Dans ce chaos et à mi-côte se trouve, près d’un petit ruisseau, un autre groupe de gourbis, campement peu fréquenté à cause de son exiguïté et de l’éloignement du bois. Ce n’est que 3 kilomètres au delà, près d’un joli petit ruisseau bordé de bambous et à quelques centaines de mètres d’une ruine, que se trouve le campement habituel des gens qui font le trajet entre Bitougou et Kintampo. A cet endroit il y a une trentaine de gourbis, un mortier pour écraser les ignames et deux marmites qui permettent de faire cuire les aliments. Comme il était près de deux heures de l’après-midi, je me décidai à m’y arrêter, quoique n’ayant pas parcouru la moitié de la distance qui sépare la Volta de Tambi, premier village Pakhalla, que l’on rencontre en marchant vers Bitougou.

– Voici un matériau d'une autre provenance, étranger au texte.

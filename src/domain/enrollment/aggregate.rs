//! Enrollment entity.
//!
//! One student's seat in one lesson. Transitions report the capacity delta
//! they imply; applying it to the lesson is the roster's job, so the two are
//! always committed together.

use serde::{Deserialize, Serialize};

use crate::domain::foundation::{EnrollmentId, LessonId, StateMachine, Timestamp, UserId};
use crate::domain::lesson::CapacityDelta;
use crate::domain::schedule::CancellationWindow;

use super::{EnrollmentError, EnrollmentStatus};

/// Persisted shape of an enrollment.
#[derive(Debug, Clone, PartialEq, Eq)]
pub struct EnrollmentSnapshot {
    pub id: EnrollmentId,
    pub lesson_id: LessonId,
    pub student_id: UserId,
    pub status: EnrollmentStatus,
    pub enrolled_at: Timestamp,
    pub canceled_at: Option<Timestamp>,
    pub refund_requested_at: Option<Timestamp>,
    pub refunded_at: Option<Timestamp>,
}

/// Enrollment entity.
///
/// # Invariants
///
/// - `enrolled_at` never changes
/// - each transition timestamp is set exactly once, by its own transition
#[derive(Debug, Clone, PartialEq, Eq, Serialize, Deserialize)]
pub struct Enrollment {
    id: EnrollmentId,
    lesson_id: LessonId,
    student_id: UserId,
    status: EnrollmentStatus,
    enrolled_at: Timestamp,
    canceled_at: Option<Timestamp>,
    refund_requested_at: Option<Timestamp>,
    refunded_at: Option<Timestamp>,
}

impl Enrollment {
    /// Creates an `ENROLLED` enrollment. Admission is checked by the roster.
    pub(crate) fn new(
        id: EnrollmentId,
        lesson_id: LessonId,
        student_id: UserId,
        now: Timestamp,
    ) -> Self {
        Self {
            id,
            lesson_id,
            student_id,
            status: EnrollmentStatus::Enrolled,
            enrolled_at: now,
            canceled_at: None,
            refund_requested_at: None,
            refunded_at: None,
        }
    }

    /// Rebuilds an enrollment from storage.
    ///
    /// Rejects rows whose transition timestamps disagree with the status.
    pub fn reconstitute(snapshot: EnrollmentSnapshot) -> Result<Self, EnrollmentError> {
        use EnrollmentStatus::*;
        let expected = match snapshot.status {
            Enrolled => (false, false, false),
            Canceled => (true, false, false),
            RefundRequested => (false, true, false),
            Refunded => (false, true, true),
        };
        let actual = (
            snapshot.canceled_at.is_some(),
            snapshot.refund_requested_at.is_some(),
            snapshot.refunded_at.is_some(),
        );
        if expected != actual {
            return Err(EnrollmentError::ValidationFailed {
                field: "status".to_string(),
                message: format!(
                    "transition timestamps do not match status {}",
                    snapshot.status
                ),
            });
        }

        Ok(Self {
            id: snapshot.id,
            lesson_id: snapshot.lesson_id,
            student_id: snapshot.student_id,
            status: snapshot.status,
            enrolled_at: snapshot.enrolled_at,
            canceled_at: snapshot.canceled_at,
            refund_requested_at: snapshot.refund_requested_at,
            refunded_at: snapshot.refunded_at,
        })
    }

    pub fn snapshot(&self) -> EnrollmentSnapshot {
        EnrollmentSnapshot {
            id: self.id,
            lesson_id: self.lesson_id,
            student_id: self.student_id.clone(),
            status: self.status,
            enrolled_at: self.enrolled_at,
            canceled_at: self.canceled_at,
            refund_requested_at: self.refund_requested_at,
            refunded_at: self.refunded_at,
        }
    }

    pub fn id(&self) -> EnrollmentId {
        self.id
    }

    pub fn lesson_id(&self) -> LessonId {
        self.lesson_id
    }

    pub fn student_id(&self) -> &UserId {
        &self.student_id
    }

    pub fn status(&self) -> EnrollmentStatus {
        self.status
    }

    pub fn enrolled_at(&self) -> Timestamp {
        self.enrolled_at
    }

    pub fn canceled_at(&self) -> Option<Timestamp> {
        self.canceled_at
    }

    pub fn refund_requested_at(&self) -> Option<Timestamp> {
        self.refund_requested_at
    }

    pub fn refunded_at(&self) -> Option<Timestamp> {
        self.refunded_at
    }

    /// True while the enrollment counts toward the lesson head count.
    pub fn holds_seat(&self) -> bool {
        self.status.holds_seat()
    }

    /// Fails with `Forbidden` unless `user_id` is the enrolled student.
    pub fn ensure_owned_by(&self, user_id: &UserId) -> Result<(), EnrollmentError> {
        if &self.student_id != user_id {
            return Err(EnrollmentError::forbidden(self.id, user_id.clone()));
        }
        Ok(())
    }

    /// Free cancellation, only while the cancellation window is open.
    ///
    /// Returns the capacity delta to apply to the lesson.
    ///
    /// # Errors
    ///
    /// - `AlreadyFinalized` unless currently `ENROLLED` (checked first)
    /// - `CancellationWindowClosed` once the deadline has been reached
    pub fn cancel(
        &mut self,
        window: CancellationWindow,
        now: Timestamp,
    ) -> Result<CapacityDelta, EnrollmentError> {
        self.ensure_enrolled()?;
        if window == CancellationWindow::Closed {
            return Err(EnrollmentError::CancellationWindowClosed(self.id));
        }
        self.advance(EnrollmentStatus::Canceled)?;
        self.canceled_at = Some(now);
        Ok(CapacityDelta::Leave)
    }

    /// Refund request, only after the cancellation window has closed.
    ///
    /// The seat is released immediately. Returns the capacity delta.
    ///
    /// # Errors
    ///
    /// - `AlreadyFinalized` unless currently `ENROLLED` (checked first)
    /// - `CancellationWindowStillOpen` before the deadline
    pub fn request_refund(
        &mut self,
        window: CancellationWindow,
        now: Timestamp,
    ) -> Result<CapacityDelta, EnrollmentError> {
        self.ensure_enrolled()?;
        if window == CancellationWindow::Open {
            return Err(EnrollmentError::CancellationWindowStillOpen(self.id));
        }
        self.advance(EnrollmentStatus::RefundRequested)?;
        self.refund_requested_at = Some(now);
        Ok(CapacityDelta::Leave)
    }

    /// Settlement approval of a pending refund. Moves no seat.
    ///
    /// # Errors
    ///
    /// - `NotInRefundRequestedState` unless currently `REFUND_REQUESTED`
    pub fn approve_refund(&mut self, now: Timestamp) -> Result<(), EnrollmentError> {
        if self.status != EnrollmentStatus::RefundRequested {
            return Err(EnrollmentError::NotInRefundRequestedState {
                enrollment_id: self.id,
                status: self.status,
            });
        }
        self.advance(EnrollmentStatus::Refunded)?;
        self.refunded_at = Some(now);
        Ok(())
    }

    fn ensure_enrolled(&self) -> Result<(), EnrollmentError> {
        if self.status != EnrollmentStatus::Enrolled {
            return Err(EnrollmentError::already_finalized(self.id, self.status));
        }
        Ok(())
    }

    fn advance(&mut self, target: EnrollmentStatus) -> Result<(), EnrollmentError> {
        self.status = self
            .status
            .transition_to(target)
            .map_err(|_| EnrollmentError::already_finalized(self.id, self.status))?;
        Ok(())
    }
}

#[cfg(test)]
mod tests {
    use super::*;

    fn enrollment() -> Enrollment {
        Enrollment::new(
            EnrollmentId::new(),
            LessonId::new(),
            UserId::new("student-1").unwrap(),
            Timestamp::now(),
        )
    }

    #[test]
    fn new_enrollment_holds_a_seat() {
        let e = enrollment();
        assert_eq!(e.status(), EnrollmentStatus::Enrolled);
        assert!(e.holds_seat());
        assert!(e.canceled_at().is_none());
    }

    #[test]
    fn cancel_inside_window_releases_seat() {
        let mut e = enrollment();
        let now = Timestamp::now();

        let delta = e.cancel(CancellationWindow::Open, now).unwrap();

        assert_eq!(delta, CapacityDelta::Leave);
        assert_eq!(e.status(), EnrollmentStatus::Canceled);
        assert_eq!(e.canceled_at(), Some(now));
        assert!(!e.holds_seat());
    }

    #[test]
    fn cancel_after_deadline_is_rejected() {
        let mut e = enrollment();
        let err = e.cancel(CancellationWindow::Closed, Timestamp::now()).unwrap_err();
        assert_eq!(err, EnrollmentError::CancellationWindowClosed(e.id()));
        assert_eq!(e.status(), EnrollmentStatus::Enrolled);
    }

    #[test]
    fn second_cancel_is_already_finalized() {
        let mut e = enrollment();
        let first = Timestamp::now();
        e.cancel(CancellationWindow::Open, first).unwrap();

        let err = e.cancel(CancellationWindow::Open, Timestamp::now()).unwrap_err();

        assert!(matches!(err, EnrollmentError::AlreadyFinalized { .. }));
        assert_eq!(e.canceled_at(), Some(first));
    }

    #[test]
    fn finalized_wins_over_window_check() {
        let mut e = enrollment();
        e.request_refund(CancellationWindow::Closed, Timestamp::now())
            .unwrap();
        let err = e.cancel(CancellationWindow::Closed, Timestamp::now()).unwrap_err();
        assert!(matches!(
            err,
            EnrollmentError::AlreadyFinalized {
                status: EnrollmentStatus::RefundRequested,
                ..
            }
        ));
    }

    #[test]
    fn refund_request_before_deadline_is_rejected() {
        let mut e = enrollment();
        let err = e
            .request_refund(CancellationWindow::Open, Timestamp::now())
            .unwrap_err();
        assert_eq!(err, EnrollmentError::CancellationWindowStillOpen(e.id()));
    }

    #[test]
    fn refund_request_after_deadline_releases_seat() {
        let mut e = enrollment();
        let now = Timestamp::now();
        let delta = e.request_refund(CancellationWindow::Closed, now).unwrap();
        assert_eq!(delta, CapacityDelta::Leave);
        assert_eq!(e.status(), EnrollmentStatus::RefundRequested);
        assert_eq!(e.refund_requested_at(), Some(now));
    }

    #[test]
    fn refund_request_from_canceled_is_already_finalized() {
        let mut e = enrollment();
        e.cancel(CancellationWindow::Open, Timestamp::now()).unwrap();
        let err = e
            .request_refund(CancellationWindow::Closed, Timestamp::now())
            .unwrap_err();
        assert!(matches!(err, EnrollmentError::AlreadyFinalized { .. }));
    }

    #[test]
    fn approve_refund_completes_request() {
        let mut e = enrollment();
        e.request_refund(CancellationWindow::Closed, Timestamp::now())
            .unwrap();
        let now = Timestamp::now();
        e.approve_refund(now).unwrap();
        assert_eq!(e.status(), EnrollmentStatus::Refunded);
        assert_eq!(e.refunded_at(), Some(now));
    }

    #[test]
    fn approve_refund_requires_pending_request() {
        let mut e = enrollment();
        let err = e.approve_refund(Timestamp::now()).unwrap_err();
        assert!(matches!(
            err,
            EnrollmentError::NotInRefundRequestedState {
                status: EnrollmentStatus::Enrolled,
                ..
            }
        ));
    }

    #[test]
    fn ensure_owned_by_checks_student() {
        let e = enrollment();
        assert!(e.ensure_owned_by(&UserId::new("student-1").unwrap()).is_ok());
        assert!(e.ensure_owned_by(&UserId::new("student-2").unwrap()).is_err());
    }

    #[test]
    fn reconstitute_rejects_inconsistent_timestamps() {
        let mut snapshot = enrollment().snapshot();
        snapshot.status = EnrollmentStatus::Canceled;
        assert!(Enrollment::reconstitute(snapshot.clone()).is_err());

        snapshot.canceled_at = Some(Timestamp::now());
        assert!(Enrollment::reconstitute(snapshot).is_ok());
    }
}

Dimanche 2 décembre. — Comme je n’avais pas fait assez de chemin la veille, ce fut une longue et pénible étape. En quittant le campement, on gravit quelques petits mamelons qui se rattachent à la chaîne de droite. Du point culminant de l’un d’eux, le guide me fait voir dans le sud-est un petit massif mamelonné au pied duquel se trouvent les ruines de Fougoula (Banda, en achanti), ex-capitale des Ligouy. De ces hauteurs sortent quantité de ruisseaux, tous affluents de gauche de la rivière Tain ; les uns sont sans eau, les autres bordés d’une belle lisière de palmiers ban (Raphia vinifera) et de palmiers épineux à petites dattes, des marais salés (Phœnix spinosa). A proximité des ruisseaux qui ont de l’eau, on distingue l’emplacement de villages dont il ne reste comme trace que les bombax et les baobabs. Les Haoussa qui voyagent sur cette route y ont construit quelques gourbis servant de campements.
Cette région n’est pas très giboyeuse ; j’ai cependant vu des antilopes, des bandes de cynocéphales et entendu les appels de poules de rocher, mais sans avoir l’occasion de tirer aucun de ces animaux. La végétation n’est plus celle que l’on rencontre de Konkronsou à Kintampo. La rivière de Takla sert de limite nord à ce que l’on peut appeler la végétation dense ; au delà, c’est la triste flore du Dagomba et des environs de Salaga.
L’absence totale de cultures et le groupe des banans de Tambi que l’on aperçoit de fort loin font paraître l’étape d’une longueur atroce. Ce n’est que vers deux heures que nous rencontrons les premiers chemins conduisant dans les lougans, ce qui donne quelque courage à mes porteurs, en route depuis quatre heures du matin.
Tambi se compose de trois groupes de cases qui s’élèvent sur un vaste plateau à peu près dénudé sur lequel poussent quelques groupes de beaux bombax et de baobabs. Ce village est habité par des Pakhalla, qui semblent vivre dans une certaine aisance : ils possèdent un beau troupeau de bœufs, des moutons et des chèvres. Nous trouvons à acheter des poulets et des ignames à un prix raisonnable. Le tabac à fumer d’assez bonne qualité s’obtient les 300 grammes pour 100 cauries.
Les gens du village, dont beaucoup parlent le mandé, sont affables et prévenants. Comme j’étais désireux de camper près du chemin à suivre le lendemain, on me fit préparer une case bien propre à proximité, et l’on ne voulut pas tolérer que je campasse sous l’arbre dont j’avais fait choix.
Lundi 3 décembre. — Un chemin bien entretenu et débroussaillé mène de Tambi à Sorobango ; il traverse un grand village nommé Bounou, puis un second, ne comprenant que trois ou quatre familles, nommé Pankouloudougou. Les cinq petits ruisseaux que l’on traverse se rendent à la rivière Tain.